In 2007, Bleakley received the William J. Rowland Mentor of the Year and Outstanding Associate Instructor of the Year Awards at Indiana University. Bleakley’s research focuses on the evolutionary genetics of social behavior. She uses inbred and wild lines of guppies to explore how the genetic component of the social environment influences antipredator behavior and cooperation. She also uses invertebrates to understand the genetics of cannibalism and how social selection acts on cannibalism. She is planning projects exploring how genetic variation interacts with social organization to influence behavior. These projects were supported by the National Science Foundation and Animal Behavior Society.
Education
- B.S., 1997, Ecology and Evolutionary Biology, University of Arizona
- Ph.D., 2007 Biology, Indiana University
- Area Certificate in Animal Behavior, 2007, Center for the Integrative Study of Animal Behavior, Indiana University
Research Interests
Indirect genetic effects (IGEs), the impacts on an individual’s phenotype by genes carried in its social partners, provide a powerful framework for understanding how interacting traits may be generated and evolve. While selection acts on individuals, if IGEs impact an individual’s phenotype, how the individual experiences selection is also a function of genes carried in social partners. Predicting the outcome of selection operating on interacting phenotypes therefore requires information about the composition of the social group in which an individual is behaving.

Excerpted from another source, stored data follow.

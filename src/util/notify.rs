//! Fire-and-forget user notifications.

/// Show a blocking browser alert. No-op outside the browser.
///
/// Used for failures that should not mutate state: a failed regenerate or
/// export leaves the kit exactly as it was, so an alert is the whole story.
pub fn alert(message: &str) {
    #[cfg(feature = "hydrate")]
    {
        if let Some(window) = web_sys::window() {
            let _ = window.alert_with_message(message);
        }
    }
    #[cfg(not(feature = "hydrate"))]
    {
        let _ = message;
    }
}
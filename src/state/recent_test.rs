use super::*;

#[test]
fn recent_state_default_is_empty_and_idle() {
    let state = RecentState::default();
    assert!(state.items.is_empty());
    assert!(!state.loading);
}

#[test]
fn recent_limit_matches_backend_retention() {
    assert_eq!(RECENT_LIMIT, 5);
}
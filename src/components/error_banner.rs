//! Diagnostics banner for backend-reported generation failures.

use leptos::prelude::*;

use crate::state::kit::KitState;

/// Renders the kit's `error`/`hint` diagnostics, with the `raw`/`fixed`
/// model output behind a details toggle.
///
/// Malformed-but-successful payloads never reach this banner; the coercers
/// absorb them. Only explicit error fields are shown, verbatim.
#[component]
pub fn ErrorBanner() -> impl IntoView {
    let kit_state = expect_context::<RwSignal<KitState>>();
    let show_detail = RwSignal::new(false);

    view! {
        {move || {
            let state = kit_state.get();
            let kit = state.kit?;
            let error = kit.error.clone()?;
            let hint = kit.hint.clone();
            let raw = kit.raw.clone();
            let fixed = kit.fixed.clone();
            let has_detail = raw.is_some() || fixed.is_some();

            Some(view! {
                <div class="error-banner">
                    <strong class="error-banner__title">{error}</strong>
                    {hint.map(|hint| view! { <p class="error-banner__hint">{hint}</p> })}
                    {has_detail
                        .then(|| {
                            view! {
                                <button
                                    class="btn btn--ghost"
                                    on:click=move |_| show_detail.update(|open| *open = !*open)
                                >
                                    {move || if show_detail.get() { "Hide model output" } else { "Show model output" }}
                                </button>
                            }
                        })}
                    {move || {
                        if !show_detail.get() {
                            return None;
                        }
                        let raw = raw.clone();
                        let fixed = fixed.clone();
                        Some(view! {
                            <div class="error-banner__detail">
                                {raw.map(|raw| view! {
                                    <div>
                                        <h4>"Raw"</h4>
                                        <pre class="error-banner__pre">{raw}</pre>
                                    </div>
                                })}
                                {fixed.map(|fixed| view! {
                                    <div>
                                        <h4>"After repair"</h4>
                                        <pre class="error-banner__pre">{fixed}</pre>
                                    </div>
                                })}
                            </div>
                        })
                    }}
                </div>
            })
        }}
    }
}
//! Shared wire DTOs for the studio/backend boundary.
//!
//! DESIGN
//! ======
//! The backend is a language-model-backed service and its section payloads
//! arrive in loosely-typed shapes. Content fields are therefore kept as raw
//! `serde_json::Value` and coerced at the display/reconcile boundary instead
//! of failing the whole deserialization, and the `{section, kit}` regenerate
//! round-trip stays lossless.

#[cfg(test)]
#[path = "types_test.rs"]
mod types_test;

use serde::{Deserialize, Serialize};

/// Tone sent with generate requests.
pub const DEFAULT_TONE: &str = "cinematic";

/// Language sent with generate requests.
pub const DEFAULT_LANGUAGE: &str = "English";

/// The full structured content bundle for one topic.
///
/// `topic`/`tone`/`language` are set at generation time and immutable for
/// the session. The content fields are raw backend values; every one of them
/// is coercible to its canonical shape via `net::coerce` even when malformed.
/// The diagnostic fields are populated only on failure.
#[derive(Clone, Debug, PartialEq, Serialize, Deserialize)]
pub struct Kit {
    #[serde(default)]
    pub topic: String,
    #[serde(default = "default_tone")]
    pub tone: String,
    #[serde(default = "default_language")]
    pub language: String,
    /// Curiosity hooks; canonical shape is a string list.
    #[serde(default)]
    pub hooks: serde_json::Value,
    /// Video title candidates; canonical shape is a string list.
    #[serde(default)]
    pub titles: serde_json::Value,
    /// Long description; canonical shape is a plain string.
    #[serde(default)]
    pub description: serde_json::Value,
    /// Search tags; canonical shape is a string list.
    #[serde(default)]
    pub tags: serde_json::Value,
    /// Thumbnail text/prompt pair; canonical shape is [`Thumbnail`].
    #[serde(default)]
    pub thumbnail: serde_json::Value,
    /// Short-form scripts; canonical shape is a list of [`Short`].
    #[serde(default)]
    pub shorts: serde_json::Value,
    /// Long-form voiceover script; canonical shape is a plain string.
    #[serde(default)]
    pub script: serde_json::Value,
    /// Backend-reported or transport error, when generation failed.
    #[serde(default, skip_serializing_if = "Option::is_none")]
    pub error: Option<String>,
    /// Raw model output attached to an error for debugging.
    #[serde(default, skip_serializing_if = "Option::is_none")]
    pub raw: Option<String>,
    /// Repaired-but-still-unparseable model output attached to an error.
    #[serde(default, skip_serializing_if = "Option::is_none")]
    pub fixed: Option<String>,
    /// Human-readable pointer at the underlying failure.
    #[serde(default, skip_serializing_if = "Option::is_none")]
    pub hint: Option<String>,
}

fn default_tone() -> String {
    DEFAULT_TONE.to_owned()
}

fn default_language() -> String {
    DEFAULT_LANGUAGE.to_owned()
}

impl Kit {
    /// A clean kit template with every content field at its empty canonical
    /// value. Matches the shape the backend returns on validation failure.
    pub fn empty(topic: &str, tone: &str, language: &str) -> Self {
        Self {
            topic: topic.to_owned(),
            tone: tone.to_owned(),
            language: language.to_owned(),
            hooks: serde_json::json!([]),
            titles: serde_json::json!([]),
            description: serde_json::Value::String(String::new()),
            tags: serde_json::json!([]),
            thumbnail: serde_json::json!({ "text": "", "prompt": "" }),
            shorts: serde_json::json!([]),
            script: serde_json::Value::String(String::new()),
            error: None,
            raw: None,
            fixed: None,
            hint: None,
        }
    }

    /// Synthetic kit installed when the backend could not be reached at all.
    pub fn transport_failure(topic: &str, detail: &str) -> Self {
        let mut kit = Self::empty(topic, DEFAULT_TONE, DEFAULT_LANGUAGE);
        kit.error = Some("Frontend could not call backend".to_owned());
        kit.raw = Some(detail.to_owned());
        kit
    }

    /// Whether the kit carries a backend-reported or transport error.
    pub fn has_error(&self) -> bool {
        self.error.is_some()
    }
}

impl Default for Kit {
    fn default() -> Self {
        Self::empty("", DEFAULT_TONE, DEFAULT_LANGUAGE)
    }
}

/// One short-form entry in its canonical display shape.
#[derive(Clone, Debug, Default, PartialEq, Eq, Serialize, Deserialize)]
pub struct Short {
    #[serde(default)]
    pub title: String,
    #[serde(default)]
    pub script: String,
}

/// Thumbnail text/prompt pair in its canonical display shape.
#[derive(Clone, Debug, Default, PartialEq, Eq, Serialize, Deserialize)]
pub struct Thumbnail {
    /// Overlay text rendered on the thumbnail.
    #[serde(default)]
    pub text: String,
    /// Image-generation prompt for the thumbnail background.
    #[serde(default)]
    pub prompt: String,
}

/// Response body of `POST /regenerate/` — either `{section, value}` on
/// success or `{error, raw, fixed, hint}` when the backend could not repair
/// the model output.
#[derive(Clone, Debug, Default, PartialEq, Deserialize)]
pub struct RegenerateOutcome {
    #[serde(default)]
    pub section: Option<String>,
    #[serde(default)]
    pub value: serde_json::Value,
    #[serde(default)]
    pub error: Option<String>,
    #[serde(default)]
    pub raw: Option<String>,
    #[serde(default)]
    pub fixed: Option<String>,
    #[serde(default)]
    pub hint: Option<String>,
}

/// A history summary row from `GET /kits/recent/`.
#[derive(Clone, Debug, PartialEq, Eq, Serialize, Deserialize)]
pub struct RecentItem {
    /// Database id used to reload the full kit.
    pub id: i64,
    pub topic: String,
    #[serde(default)]
    pub tone: String,
    #[serde(default)]
    pub language: String,
    /// ISO 8601 creation timestamp.
    #[serde(default)]
    pub created_at: String,
}

/// Response body of `GET /kits/{id}/`.
#[derive(Clone, Debug, Deserialize)]
pub struct KitDetail {
    #[serde(default)]
    pub id: Option<i64>,
    /// The stored kit, when the id resolved.
    #[serde(default)]
    pub kit: Option<Kit>,
}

My work to date has focused on quantifying where the relevant genetic variation underlying guppy antipredator and social behavior resides: in the individual or its social group. I have utilized a variety of empirical techniques including classical quantitative genetics, behavioral studies, genotyping using microsatellite markers, and field work to do so. Guppies respond strongly to the specific social context they are placed in (Bleakley et al. J. Evol. Bio. 2007). Using inbred lines I developed (Bleakley et al. Behav. Gen. 2006, Zebrafish 2008), I demonstrated that guppies significantly alter their behavior in response to the genetic composition of their social group, providing some of the first empirical measurements of the strength of such genetic interactions between individuals and generating a hypothesis for how reciprocal cooperation may evolve in unrelated individuals (Bleakley and Brodie Evol. 2009).